A sus 100 años Kissinger sigue si enfrentar la justicia

Greg Gradin

The Nation   25 de mayo de 2023

Henry Kissinger debería haber caído con el resto de ellos: Haldeman, Ehrlichman, Mitchell, Dean y Nixon. Sus huellas dactilares estaban por todo Watergate. Sin embargo, sobrevivió en gran medida manipulando a la prensa. Hasta 1968, Kissinger había sido Republicano del grupo de Nelson Rockefeller, aunque también se desempeñó como asesor del Departamento de Estado en la administración Johnson. Kissinger quedó atónito por la derrota de Rockefeller ante Richard Nixon en las primarias; según los periodistas Marvin y Bernard Kalb, “lloró”. Kissinger creía que Nixon era “el más peligroso, de todos los hombres que se postulaban a la presidencia”. Sin embargo, no pasó mucho tiempo antes de que Kissinger entrara en contacto con la gente de Nixon, ofreciendo usar sus contactos en la Casa Blanca de Johnson para filtrar información sobre las conversaciones de paz con Vietnam del Norte. Todavía profesor de Harvard, trató directamente con el asesor de política exterior de Nixon, Richard V. Allen, quien en una entrevista concedida al University of Virginia Miller Center dijo que Kissinger, “por su cuenta”, se ofreció a transmitir información que había recibido de un asistente que asistía a las conversaciones de paz. Allen describió a Kissinger como actuando muy de capa y espada, llamándolo desde teléfonos públicos y hablando en alemán para informar sobre lo que había sucedido durante las conversaciones.

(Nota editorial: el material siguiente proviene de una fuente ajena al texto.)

//! Text analytics for botbridge turns.
//!
//! An engine ([`AzureTextAnalytics`], [`GoogleLanguage`], [`WatsonNlu`], [`AwsComprehend`])
//! implements [`TextAnalyzer`]; the middleware aliases ([`SentimentMiddleware`] and friends) run
//! one operation per message turn and leave the typed result in the [`NlpResults`] turn state slot.
//!
//! ```no_run
//! use bb_nlp::{AzureTextAnalytics, Engine, NlpResults, SentimentMiddleware};
//!
//! let engine = Engine::from(AzureTextAnalytics::new(
//!     reqwest::Client::new(),
//!     "https://example.cognitiveservices.azure.com",
//!     "key",
//! ));
//! let middleware = SentimentMiddleware::new(engine.into_shared());
//! # let _ = middleware;
//! // later, in the bot: ctx.state().get::<NlpResults>()
//! ```

mod analyzer;
mod azure;
mod comprehend;
mod google;
mod http;
mod middleware;
mod types;
mod watson;

pub use analyzer::{Engine, TextAnalyzer};
pub use azure::AzureTextAnalytics;
pub use comprehend::{AwsComprehend, ComprehendApi};
pub use google::GoogleLanguage;
pub use middleware::{
    AnalysisMiddleware, AnalysisOp, CategoriesMiddleware, ConceptsMiddleware, EmotionMiddleware,
    EntitiesMiddleware, KeyPhrasesMiddleware, LanguageDetectionMiddleware, SentimentMiddleware,
    ops,
};
pub use types::{
    Category, Concept, DetectedLanguage, Emotion, Entity, KeyPhrase, NlpError, NlpResults,
    Sentiment,
};
pub use watson::WatsonNlu;

/// Pure response parsers, one module per vendor.
pub mod parse {
    pub mod azure {
        pub use crate::azure::{
            first_document, parse_entities, parse_key_phrases, parse_language, parse_sentiment,
        };
    }
    pub mod google {
        pub use crate::google::{parse_categories, parse_entities, parse_sentiment};
    }
    pub mod watson {
        pub use crate::watson::{
            parse_categories, parse_concepts, parse_emotion, parse_entities, parse_keywords,
            parse_sentiment,
        };
    }
    pub mod comprehend {
        pub use crate::comprehend::{
            parse_dominant_language, parse_entities, parse_key_phrases, parse_sentiment,
        };
    }
}
//! Storage providers implementing [`bb_core::Storage`].
//!
//! Cloud providers take their vendor client through a narrow trait (`DynamoTable`,
//! `DocumentCollection`, `SqlTable`, `TableClient`) so the etag and key handling here stays the
//! same whichever SDK sits underneath. PostgreSQL and Redis ship concrete clients behind the
//! `postgres` and `redis-store` features.

mod azure_table;
mod dynamodb;
mod memory;
mod mongodb;
#[cfg(feature = "postgres")]
mod postgres;
#[cfg(feature = "redis-store")]
mod redis_store;
mod sql;

use std::{env, sync::Arc};

use anyhow::Result;
use bb_core::SharedStorage;
#[cfg(not(all(feature = "postgres", feature = "redis-store")))]
use tracing::warn;

pub use azure_table::{AzureTableRestClient, AzureTableStorage, TableClient, TableEntity, TableError};
pub use dynamodb::{DynamoDbStorage, DynamoError, DynamoRecord, DynamoTable, PutCondition};
pub use memory::MemoryStorage;
pub use mongodb::{DocumentCollection, MongoDbStorage, MongoDocument, ReplaceOutcome};
#[cfg(feature = "postgres")]
pub use postgres::{DEFAULT_TABLE, PgTable, PostgresStorage};
#[cfg(feature = "redis-store")]
pub use redis_store::RedisStorage;
pub use sql::{MssqlStorage, SqlDialect, SqlRow, SqlStorage, SqlTable};

/// Returns an in-memory storage wrapped in an [`Arc`].
pub fn shared_memory_storage() -> SharedStorage {
    Arc::new(MemoryStorage::new())
}

/// Builds the storage named by the environment.
///
/// `STORAGE_POSTGRES_URL` (feature `postgres`, table from `STORAGE_TABLE`) wins over
/// `STORAGE_REDIS_URL` (feature `redis-store`, key prefix from `STORAGE_NAMESPACE`). Without
/// either, or without the matching feature, state lives in memory.
pub async fn storage_from_env() -> Result<SharedStorage> {
    if let Ok(url) = env::var("STORAGE_POSTGRES_URL") {
        let table = env::var("STORAGE_TABLE").unwrap_or_else(|_| "bot_state".into());
        return build_postgres_storage(&url, &table).await;
    }
    if let Ok(url) = env::var("STORAGE_REDIS_URL") {
        let namespace = env::var("STORAGE_NAMESPACE").unwrap_or_else(|_| "bb".into());
        return build_redis_storage(&url, &namespace).await;
    }
    Ok(shared_memory_storage())
}

#[cfg(feature = "postgres")]
async fn build_postgres_storage(url: &str, table: &str) -> Result<SharedStorage> {
    let storage = PostgresStorage::connect(url, table)
        .await
        .map_err(|err| anyhow::anyhow!(err))?;
    Ok(Arc::new(storage))
}

#[cfg(not(feature = "postgres"))]
async fn build_postgres_storage(_url: &str, _table: &str) -> Result<SharedStorage> {
    warn!("postgres feature disabled; using in-memory storage");
    Ok(shared_memory_storage())
}

#[cfg(feature = "redis-store")]
async fn build_redis_storage(url: &str, namespace: &str) -> Result<SharedStorage> {
    let storage = RedisStorage::connect(url, namespace).await?;
    Ok(Arc::new(storage))
}

#[cfg(not(feature = "redis-store"))]
async fn build_redis_storage(_url: &str, _namespace: &str) -> Result<SharedStorage> {
    warn!("redis-store feature disabled; using in-memory storage");
    Ok(shared_memory_storage())
}
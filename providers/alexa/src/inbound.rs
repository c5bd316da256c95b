use bb_core::{Activity, ActivityType, ChannelAccount, ConversationAccount};
use bb_security::{SignatureError, verify_timestamp_tolerance};
use serde_json::{Map, Value};
use time::OffsetDateTime;
use tracing::warn;

use crate::CHANNEL_ID;
use crate::config::AlexaSettings;
use crate::error::AlexaError;
use crate::types::AlexaRequestEnvelope;

/// Slot whose value is used as the message text when present.
pub const PHRASE_SLOT: &str = "phrase";

/// Application id and timestamp checks configured in `settings`.
pub fn verify_envelope(
    settings: &AlexaSettings,
    envelope: &AlexaRequestEnvelope,
    now: OffsetDateTime,
) -> Result<(), AlexaError> {
    if let Some(expected) = settings.skill_id.as_deref() {
        let actual = envelope.application_id();
        if actual != Some(expected) {
            warn!(
                expected,
                actual = actual.unwrap_or_default(),
                "alexa application id rejected"
            );
            return Err(AlexaError::ApplicationId);
        }
    }
    if settings.verify_timestamp {
        let timestamp = envelope
            .request
            .timestamp()
            .ok_or(AlexaError::Timestamp(SignatureError::Missing))?;
        verify_timestamp_tolerance(timestamp, now, settings.timestamp_tolerance).map_err(|err| {
            warn!(request_id = %envelope.request.request_id, "alexa request timestamp outside tolerance");
            AlexaError::Timestamp(err)
        })?;
    }
    Ok(())
}

/// Maps an Alexa request to an activity. `raw` is the untouched envelope kept as channel data.
pub fn to_activity(envelope: &AlexaRequestEnvelope, raw: Value) -> Activity {
    let request = &envelope.request;
    let user_id = envelope.user_id().unwrap_or_default().to_string();
    let from = ChannelAccount::new(user_id.clone());
    let conversation_id = envelope
        .session_id()
        .map(str::to_string)
        .unwrap_or(user_id);

    let mut activity = match request.request_type.as_str() {
        "IntentRequest" => {
            let mut activity = Activity::new(ActivityType::Message);
            if let Some(intent) = &request.intent {
                let text = intent
                    .slot_value(PHRASE_SLOT)
                    .unwrap_or(intent.name.as_str());
                activity.text = Some(text.to_string());
                activity.value = Some(Value::Object(intent.slots.clone()));
            }
            activity
        }
        "LaunchRequest" => {
            let mut activity = Activity::new(ActivityType::ConversationUpdate);
            activity.members_added = vec![from.clone()];
            activity
        }
        "SessionEndedRequest" => {
            let mut activity = Activity::end_of_conversation();
            let mut value = Map::new();
            if let Some(reason) = &request.reason {
                value.insert("reason".into(), Value::String(reason.clone()));
            }
            if let Some(error) = &request.error {
                value.insert("error".into(), error.clone());
            }
            if !value.is_empty() {
                activity.value = Some(Value::Object(value));
            }
            activity
        }
        other => {
            let mut activity = Activity::new(ActivityType::Event);
            activity.name = Some(other.to_string());
            activity.value = raw.get("request").cloned();
            activity
        }
    };

    activity.id = Some(request.request_id.clone()).filter(|id| !id.is_empty());
    activity.timestamp = request.timestamp();
    activity.channel_id = CHANNEL_ID.to_string();
    activity.service_url = envelope.api_endpoint().map(str::to_string);
    activity.conversation = ConversationAccount::new(conversation_id);
    activity.from = from;
    activity.recipient = ChannelAccount::new(envelope.application_id().unwrap_or_default());
    activity.locale = request.locale.clone();
    activity.channel_data = Some(raw);
    activity
}
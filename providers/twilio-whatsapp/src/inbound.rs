use std::collections::BTreeMap;

use bb_core::{Activity, ActivityType, Attachment, ChannelAccount, ConversationAccount};
use serde_json::{Map, Value, json};

use crate::CHANNEL_ID;

/// Activity type for a Twilio `SmsStatus` / `MessageStatus` value.
///
/// Webhooks without a status are incoming messages.
pub fn activity_type_for_status(status: Option<&str>) -> ActivityType {
    match status {
        None | Some("") | Some("received") => ActivityType::Message,
        Some("sent") => ActivityType::MessageSent,
        Some("delivered") => ActivityType::MessageDelivered,
        Some("read") => ActivityType::MessageRead,
        Some("failed") => ActivityType::MessageFailed,
        Some("undelivered") => ActivityType::MessageUndelivered,
        Some("queued") => ActivityType::MessageQueued,
        Some(_) => ActivityType::Event,
    }
}

/// Maps the form parameters of a Twilio webhook to an activity.
pub fn to_activity(params: &BTreeMap<String, String>) -> Activity {
    let field = |name: &str| params.get(name).map(String::as_str).filter(|v| !v.is_empty());

    let status = field("SmsStatus").or_else(|| field("MessageStatus"));
    let mut activity = Activity::new(activity_type_for_status(status));
    if activity.activity_type == ActivityType::Event {
        activity.name = status.map(str::to_string);
    }

    let from = field("From").unwrap_or_default();
    activity.id = field("MessageSid")
        .or_else(|| field("SmsSid"))
        .map(str::to_string);
    activity.channel_id = CHANNEL_ID.to_string();
    activity.conversation = ConversationAccount::new(from);
    activity.from = ChannelAccount::new(from).with_name(field("ProfileName").map(str::to_string));
    activity.recipient = ChannelAccount::new(field("To").unwrap_or_default());
    activity.text = field("Body").map(str::to_string);
    activity.attachments = media_attachments(params);

    if let Some(location) = location(params) {
        activity.entities.push(location.entity);
        activity.value = Some(location.value);
    }

    let channel_data: Map<String, Value> = params
        .iter()
        .map(|(key, value)| (key.clone(), Value::String(value.clone())))
        .collect();
    activity.channel_data = Some(Value::Object(channel_data));
    activity
}

/// Twilio attaches at most ten media items to one message.
pub const MAX_MEDIA: usize = 10;

fn media_attachments(params: &BTreeMap<String, String>) -> Vec<Attachment> {
    let count = params
        .get("NumMedia")
        .and_then(|raw| raw.trim().parse::<usize>().ok())
        .unwrap_or(0)
        .min(MAX_MEDIA);
    (0..count)
        .map_while(|idx| {
            let url = params.get(&format!("MediaUrl{idx}"))?;
            let content_type = params
                .get(&format!("MediaContentType{idx}"))
                .map(String::as_str)
                .unwrap_or("application/octet-stream");
            Some(Attachment::media(content_type, url.as_str()))
        })
        .collect()
}

struct Location {
    entity: Value,
    value: Value,
}

fn location(params: &BTreeMap<String, String>) -> Option<Location> {
    let coordinate = |name: &str| params.get(name).and_then(|raw| raw.trim().parse::<f64>().ok());
    let latitude = coordinate("Latitude")?;
    let longitude = coordinate("Longitude")?;
    let address = params.get("Address").cloned();
    let label = params.get("Label").cloned();

    let mut entity = json!({
        "type": "GeoCoordinates",
        "latitude": latitude,
        "longitude": longitude,
    });
    if let Some(name) = label.clone().or_else(|| address.clone()) {
        entity["name"] = Value::String(name);
    }
    let mut value = json!({"latitude": latitude, "longitude": longitude});
    if let Some(address) = address {
        value["address"] = Value::String(address);
    }
    if let Some(label) = label {
        value["label"] = Value::String(label);
    }
    Some(Location { entity, value })
}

A finales de octubre, Kissinger le informó a la campaña de Nixon: “En París están descorchando el champán”. Horas más tarde, el presidente Johnson suspendió los bombardeos. Un acuerdo de paz podría haber empujado la candidatura presidencial de Hubert Humphrey, quien se estaba acercando a Nixon en las encuestas, a la cima. La gente de Nixon actuó rápidamente: instaron a los vietnamitas del sur a descarrilar las conversaciones.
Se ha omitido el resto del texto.